THE Meshedees are pilgrims, who having made a visit to the saint's shrine, "Imaum. Reza," at Meshed, in Khorassan, are from thenceforth always thus styled—a sort of religious honour, of which the Persians are very tenacious. I had made a long march of it one day, when I met large parties of them on the "Khoflan Khu."

This mountainous district divides ancient Media from "Irak Adjemi." Some part of it bears the remains of a pavement, said to have been constructed by Abbas the Great, and there are further and more ancient proofs of antiquity on the summit of a rock-the ruins of a fortress, called " Virgin's

Fort." The story is, that Artaxerxes built this fort, where he imprisoned a princess of the blood royal; but from its having become the resort of robbers, it was reduced to its present fragments.

At the foot of the mountain winds a muddy stream," the Kizzil Ozzan," which runs into the Caspian.

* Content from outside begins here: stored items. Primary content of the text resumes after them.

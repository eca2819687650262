//! Abstraction for sleeping/waiting
//!
//! The gate suspends callers through a [`Sleeper`] so tests can observe every
//! wait it computes.

use std::future::Future;
use std::pin::Pin;
use std::sync::{Arc, Mutex, PoisonError};
use std::time::Duration;

/// Abstraction for sleeping/waiting
pub trait Sleeper: Send + Sync + std::fmt::Debug {
    fn sleep(&self, duration: Duration) -> Pin<Box<dyn Future<Output = ()> + Send>>;
}

/// Production sleeper using tokio runtime
#[derive(Debug, Default, Clone, Copy)]
pub struct TokioSleeper;

impl Sleeper for TokioSleeper {
    fn sleep(&self, duration: Duration) -> Pin<Box<dyn Future<Output = ()> + Send>> {
        Box::pin(tokio::time::sleep(duration))
    }
}

/// Sleeper that records every requested wait, then sleeps on the tokio timer.
///
/// Pair it with a paused runtime (`start_paused = true`) to keep tests instant.
#[derive(Debug, Clone)]
pub struct TrackingSleeper {
    calls: Arc<Mutex<Vec<Duration>>>,
}

impl TrackingSleeper {
    pub fn new() -> Self {
        Self { calls: Arc::new(Mutex::new(Vec::new())) }
    }

    pub fn calls(&self) -> Vec<Duration> {
        self.calls.lock().unwrap_or_else(PoisonError::into_inner).clone()
    }
}

impl Default for TrackingSleeper {
    fn default() -> Self {
        Self::new()
    }
}

impl Sleeper for TrackingSleeper {
    fn sleep(&self, duration: Duration) -> Pin<Box<dyn Future<Output = ()> + Send>> {
        self.calls.lock().unwrap_or_else(PoisonError::into_inner).push(duration);
        Box::pin(tokio::time::sleep(duration))
    }
}
//! Error types for the admission gate and the registry client
use std::time::Duration;

/// Invalid gate configuration. Raised at construction, never from `acquire`.
#[derive(thiserror::Error, Debug, Clone, PartialEq, Eq)]
pub enum ConfigError {
    /// A window must admit at least one permit.
    #[error("capacity must be > 0 (got {provided})")]
    ZeroCapacity {
        /// Value provided by caller.
        provided: usize,
    },
    /// The permit ring for this capacity cannot be allocated.
    #[error("capacity {provided} is too large to allocate")]
    CapacityTooLarge {
        /// Value provided by caller.
        provided: usize,
    },
    /// The window duration cannot be added to a clock reading.
    #[error("window duration {0:?} is too large to be represented")]
    UnboundedDuration(Duration),
}

/// Outcome of an `acquire` call that did not end in a permit.
#[derive(thiserror::Error, Debug, Clone, PartialEq, Eq)]
pub enum GateError {
    /// The wait was interrupted by a cancellation signal or by gate shutdown.
    #[error("permit acquisition cancelled while waiting")]
    Cancelled,
    /// The caller's deadline passed before a permit became available.
    #[error("no permit available within {limit:?}")]
    TimedOut {
        /// Deadline supplied by the caller.
        limit: Duration,
    },
}

impl GateError {
    /// Check if this error is due to cancellation
    pub fn is_cancelled(&self) -> bool {
        matches!(self, Self::Cancelled)
    }
    /// Check if this error is due to timeout
    pub fn is_timeout(&self) -> bool {
        matches!(self, Self::TimedOut { .. })
    }
}

/// Failure reported by a [`Transport`](crate::transport::Transport).
#[derive(thiserror::Error, Debug)]
pub enum TransportError {
    /// The HTTP client failed to deliver the request or read the response.
    #[error("http request failed: {0}")]
    Http(#[from] reqwest::Error),
}

/// Errors produced while building a [`RegistryClient`](crate::client::RegistryClient).
#[derive(thiserror::Error, Debug)]
pub enum ClientError {
    /// Rate window rejected.
    #[error(transparent)]
    Config(#[from] ConfigError),
    /// Endpoint is not a valid absolute URL.
    #[error("invalid endpoint url: {0}")]
    Endpoint(#[from] url::ParseError),
    /// Config file could not be read.
    #[error("failed to read config: {0}")]
    Io(#[from] std::io::Error),
    /// Config document is malformed.
    #[error("failed to parse config: {0}")]
    Parse(#[from] serde_json::Error),
    /// Header name or value rejected.
    #[error("invalid header: {0}")]
    Header(String),
    /// Underlying HTTP client could not be constructed.
    #[error("failed to build http client: {0}")]
    Http(#[from] reqwest::Error),
}

/// Errors surfaced by a document submission.
#[derive(thiserror::Error, Debug)]
pub enum SubmitError {
    /// The document could not be serialized. No permit was consumed.
    #[error("failed to serialize document: {0}")]
    Payload(#[source] serde_json::Error),
    /// The admission gate did not grant a permit.
    #[error(transparent)]
    Gate(#[from] GateError),
    /// The transport failed after the permit was granted.
    #[error(transparent)]
    Transport(#[from] TransportError),
    /// The spawned dispatch task panicked or was aborted.
    #[error("dispatch task failed: {0}")]
    Join(#[from] tokio::task::JoinError),
}

impl SubmitError {
    /// Borrow the gate error if the submission never got a permit.
    pub fn as_gate(&self) -> Option<&GateError> {
        match self {
            Self::Gate(e) => Some(e),
            _ => None,
        }
    }
}
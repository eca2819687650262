//! Clock abstractions used by the admission gate.

use std::sync::{Arc, Mutex, PoisonError};
use std::time::Duration;
use tokio::time::Instant;

/// Clock abstraction so timing can be faked in tests.
///
/// Readings are tokio instants so that a paused test runtime drives both the
/// clock and the gate's sleeps.
pub trait Clock: Send + Sync + std::fmt::Debug {
    fn now(&self) -> Instant;
}

/// Monotonic clock backed by `tokio::time::Instant::now()`.
#[derive(Debug, Default, Clone, Copy)]
pub struct TokioClock;

impl Clock for TokioClock {
    fn now(&self) -> Instant {
        Instant::now()
    }
}

/// Test clock that only moves when told to.
#[derive(Debug, Clone)]
pub struct ManualClock {
    now: Arc<Mutex<Instant>>,
}

impl ManualClock {
    pub fn new() -> Self {
        Self { now: Arc::new(Mutex::new(Instant::now())) }
    }

    /// Move the clock forward by `by`.
    pub fn advance(&self, by: Duration) {
        let mut now = self.now.lock().unwrap_or_else(PoisonError::into_inner);
        *now += by;
    }
}

impl Default for ManualClock {
    fn default() -> Self {
        Self::new()
    }
}

impl Clock for ManualClock {
    fn now(&self) -> Instant {
        *self.now.lock().unwrap_or_else(PoisonError::into_inner)
    }
}
use crate::error::GateError;
use crate::gate::AdmissionGate;
use futures::future::poll_fn;
use std::future::Future;
use std::pin::Pin;
use std::task::{Context, Poll};
use tower_layer::Layer;
use tower_service::Service;

/// Error returned by [`GateService`].
#[derive(thiserror::Error, Debug, Clone, PartialEq, Eq)]
pub enum GatedError<E> {
    /// No permit was granted; the inner service was never called.
    #[error(transparent)]
    Gate(GateError),
    /// The inner service failed after admission.
    #[error("{0}")]
    Inner(E),
}

impl<E> GatedError<E> {
    /// Get the inner error if this is an Inner variant
    pub fn into_inner(self) -> Option<E> {
        match self {
            Self::Inner(e) => Some(e),
            Self::Gate(_) => None,
        }
    }
}

/// A layer that admits every request through an [`AdmissionGate`].
#[derive(Clone, Debug)]
pub struct GateLayer {
    gate: AdmissionGate,
}

impl GateLayer {
    /// Create a new gate layer. Services built from it share `gate`.
    pub fn new(gate: AdmissionGate) -> Self {
        Self { gate }
    }
}

impl<S> Layer<S> for GateLayer {
    type Service = GateService<S>;

    fn layer(&self, service: S) -> Self::Service {
        GateService { inner: service, gate: self.gate.clone() }
    }
}

/// Middleware service that waits for a permit before calling the inner service.
///
/// The inner service is driven to readiness only after admission, on a clone,
/// so capacity it reserves in `poll_ready` is never held across a gate wait.
/// `poll_ready` on this service is therefore always ready.
#[derive(Clone, Debug)]
pub struct GateService<S> {
    inner: S,
    gate: AdmissionGate,
}

impl<S, Req> Service<Req> for GateService<S>
where
    S: Service<Req> + Clone + Send + 'static,
    S::Future: Send + 'static,
    Req: Send + 'static,
{
    type Response = S::Response;
    type Error = GatedError<S::Error>;
    type Future = Pin<Box<dyn Future<Output = Result<Self::Response, Self::Error>> + Send>>;

    fn poll_ready(&mut self, _cx: &mut Context<'_>) -> Poll<Result<(), Self::Error>> {
        Poll::Ready(Ok(()))
    }

    fn call(&mut self, req: Req) -> Self::Future {
        let gate = self.gate.clone();
        let mut inner = self.inner.clone();

        Box::pin(async move {
            gate.acquire().await.map_err(GatedError::Gate)?;
            poll_fn(|cx| inner.poll_ready(cx)).await.map_err(GatedError::Inner)?;
            inner.call(req).await.map_err(GatedError::Inner)
        })
    }
}

#[cfg(test)]
mod tests {
    use super::*;
    use crate::gate::RateWindow;
    use std::convert::Infallible;
    use std::io;
    use std::sync::atomic::{AtomicUsize, Ordering};
    use std::sync::Arc;
    use std::time::Duration;
    use tower::{service_fn, ServiceBuilder, ServiceExt};

    #[tokio::test(start_paused = true)]
    async fn requests_past_capacity_are_delayed() {
        let gate = AdmissionGate::new(RateWindow::new(2, Duration::from_secs(1)).unwrap()).unwrap();
        let svc = GateLayer::new(gate).layer(service_fn(|n: u32| async move {
            Ok::<_, Infallible>((n, tokio::time::Instant::now()))
        }));

        let start = tokio::time::Instant::now();
        let mut stamps = Vec::new();
        for n in 0..3 {
            let (echo, at) = svc.clone().oneshot(n).await.unwrap();
            assert_eq!(echo, n);
            stamps.push(at - start);
        }

        assert!(stamps[1] < Duration::from_millis(5));
        assert!(stamps[2] > Duration::from_secs(1));
    }

    #[tokio::test(start_paused = true)]
    async fn waiting_request_holds_no_inner_capacity() {
        let window = RateWindow::new(1, Duration::from_secs(1)).unwrap();
        let limited = ServiceBuilder::new()
            .concurrency_limit(1)
            .service(service_fn(|n: u32| async move { Ok::<_, Infallible>(n) }));
        let svc = GateLayer::new(AdmissionGate::new(window).unwrap()).layer(limited.clone());

        assert_eq!(svc.clone().oneshot(1).await.unwrap(), 1);
        let waiting = tokio::spawn(svc.clone().oneshot(2));
        tokio::task::yield_now().await;

        // The gated request is parked for a full window; the limit's only slot stays free.
        let direct = tokio::time::timeout(Duration::from_millis(10), limited.oneshot(3)).await;
        assert_eq!(direct.expect("inner slot available").unwrap(), 3);
        assert_eq!(waiting.await.unwrap().unwrap(), 2);
    }

    #[tokio::test]
    async fn shut_down_gate_skips_inner_service() {
        let gate = AdmissionGate::new(RateWindow::per_second(10).unwrap()).unwrap();
        gate.shutdown();
        let calls = Arc::new(AtomicUsize::new(0));
        let svc = GateLayer::new(gate).layer(service_fn({
            let calls = calls.clone();
            move |_: ()| {
                calls.fetch_add(1, Ordering::SeqCst);
                async { Ok::<(), Infallible>(()) }
            }
        }));

        let err = svc.oneshot(()).await.unwrap_err();
        assert_eq!(err, GatedError::Gate(GateError::Cancelled));
        assert_eq!(calls.load(Ordering::SeqCst), 0, "inner service must not run");
    }

    #[tokio::test]
    async fn inner_errors_are_wrapped() {
        let gate = AdmissionGate::new(RateWindow::per_second(10).unwrap()).unwrap();
        let svc = GateLayer::new(gate).layer(service_fn(|_: ()| async {
            Err::<(), _>(io::Error::new(io::ErrorKind::Other, "boom"))
        }));

        let err = svc.oneshot(()).await.unwrap_err();
        assert_eq!(err.to_string(), "boom");
        assert!(err.into_inner().is_some());
    }
}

Its crumbling bridge bespeaks not only antiquity, but danger, and requires the utmost care to avoid the pits in it, the wear and tear of time and rough usage.*

This "kafilah" of pilgrims was headed by the Moolahs, and the train was composed of numerous devotees, including females, and what is more extraordinary, bearing with them the corpses of their deceased friends to be interred in this consecrated ground, which is by some Mahomedans deemed indispensable to their admittance into paradise.

It was near this bridge that the murder of Major Brown took place some thirty years ago, as was then stated, by banditti. Persia was at that time in a comparatively barbarous state; great jealousy was felt, even by the Shah, at Europeans visiting the country. Our gallant countryman, well armed, and confiding in the strength of his attendants, although cautioned of the probable danger, embarked heedlessly on his journey. The attack was instantaneous; he fell, his servants dispersed, and some of the booty was subsequently traced at Tehran. No attempt was made to discover the murderers, and the poor victim was unrevenged.